I press send on an email. Please, please like my stories! What people don’t tell you is that agents and publishers often don’t respond to your queries. They can’t. They get too many. Sending your work out is a shot in the dark, and you can assume if three months has gone by, they aren’t interested. The ones I appreciate write back, and they might even say something like, “this is lovely writing, but I don’t have the excitement it would require to take this on.” Or they default to, “This is not the right fit for us.” But more often there is silence. It’s simple: supply and demand. Many more writers than there are successful books. How to rise above the waves? It is a combination of luck, the market, and some other sparkle.

Sometimes this publishing business is enough to make me question my future as a writer. Yes, I have published two books, but that doesn’t make me any more appealing, because I am not Cheryl Strayed. Wouldn’t it just be easier to pack it in? I have felt my enthusiasm waning, not going to lie. I haven’t written a single essay, and nothing save an outline has been accomplished toward another project. I can see a life without the gnawing shoulds: I should be promoting my books more, I should write essays, I should write instead of ski. 

I’ve never really bought into the idea that someone NEEDS to write. You can love to write. You can feel like you want your voice to be heard. But need? I’m not sure about that. There’s a woman in my community who wrote one book and is done with it. No more books, she says. I get it. 

I’m telling you this because I want to keep it real. People often say they are going to write a book. But often, writing is the easy part. Get a thiick skin, people will say. I will counter that with: Keep your lovely fragile skin. That is where the best writing comes from. 

People ask me what I’m writing and when they can read my next book and I stammer, embarrassed. What to say? I have two manuscripts I’m shopping, and maybe someday? That some days it is hard to summon up any motivation at all?  It’s been a year since I really wrote anything I liked? I don’t know if other writers find themselves in this kind of a limbo. It’s a difficult place to linger. When this gets tough, I look at the letters I have received; the people who have thanked me for what I have written. Isn’t that the best reward?

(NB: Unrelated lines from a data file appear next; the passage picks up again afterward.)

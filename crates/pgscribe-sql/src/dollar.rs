//! Dollar-quoted string literals.

use std::fmt;

/// A dollar-quoted literal: `$tag$body$tag$`.
///
/// The tag is random and guaranteed not to occur inside the body, so the
/// body can contain quotes, semicolons or other dollar-quoted strings
/// without terminating the literal early.
///
/// # Example
/// ```
/// use pgscribe_sql::DollarQuoted;
/// let q = DollarQuoted::new("select 'it''s';");
/// let rendered = q.to_string();
/// assert!(rendered.starts_with(&format!("${}$", q.tag())));
/// assert!(rendered.ends_with(&format!("${}$", q.tag())));
/// ```
#[derive(Debug, Clone, PartialEq, Eq)]
pub struct DollarQuoted {
    tag: String,
    body: String,
}

impl DollarQuoted {
    /// Quote `body` with a fresh random tag.
    pub fn new(body: impl Into<String>) -> Self {
        Self::with_prefix("pgs", body)
    }

    /// Quote `body` with a fresh random tag starting with `prefix`.
    ///
    /// `prefix` must be a plain lowercase identifier (letters, digits, `_`).
    pub fn with_prefix(prefix: &str, body: impl Into<String>) -> Self {
        let body = body.into();
        loop {
            let tag = random_tag(prefix);
            if !body.contains(&format!("${tag}$")) {
                return Self { tag, body };
            }
        }
    }

    pub fn tag(&self) -> &str {
        &self.tag
    }

    pub fn body(&self) -> &str {
        &self.body
    }
}

impl fmt::Display for DollarQuoted {
    fn fmt(&self, f: &mut fmt::Formatter<'_>) -> fmt::Result {
        let tag = &self.tag;
        write!(f, "${tag}${}${tag}$", self.body)
    }
}

fn random_tag(prefix: &str) -> String {
    let id = uuid::Uuid::new_v4().simple().to_string();
    format!("{prefix}_{}", &id[..12])
}

#[cfg(test)]
mod tests {
    use super::*;

    #[test]
    fn tag_never_occurs_in_body() {
        let q = DollarQuoted::new("a $b$ c");
        assert!(!q.body().contains(&format!("${}$", q.tag())));
    }

    #[test]
    fn renders_body_verbatim() {
        let body = "create function f() returns int as $$ select 1 $$ language sql;";
        let q = DollarQuoted::new(body);
        let rendered = q.to_string();
        let open = format!("${}$", q.tag());
        assert_eq!(rendered, format!("{open}{body}{open}"));
    }

    #[test]
    fn prefix_is_kept() {
        let q = DollarQuoted::with_prefix("name", "x");
        assert!(q.tag().starts_with("name_"));
    }

    #[test]
    fn tags_are_fresh() {
        let a = DollarQuoted::new("x");
        let b = DollarQuoted::new("x");
        assert_ne!(a.tag(), b.tag());
    }
}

With trepidation I signed up for a writing workshop that takes place in a few months. I’ll write more about that next time. But writing is isolating, even more so in a small town where all the roads going in and out can drift shut. I might not need to write, but I need to be around writers! Wish me luck, and contact me with questions or thoughts at the contact me tab. (Send me a note if you want to subscribe to the email list! It is not scary–I promise. I always include something I am working on. Even if I don’t like it!)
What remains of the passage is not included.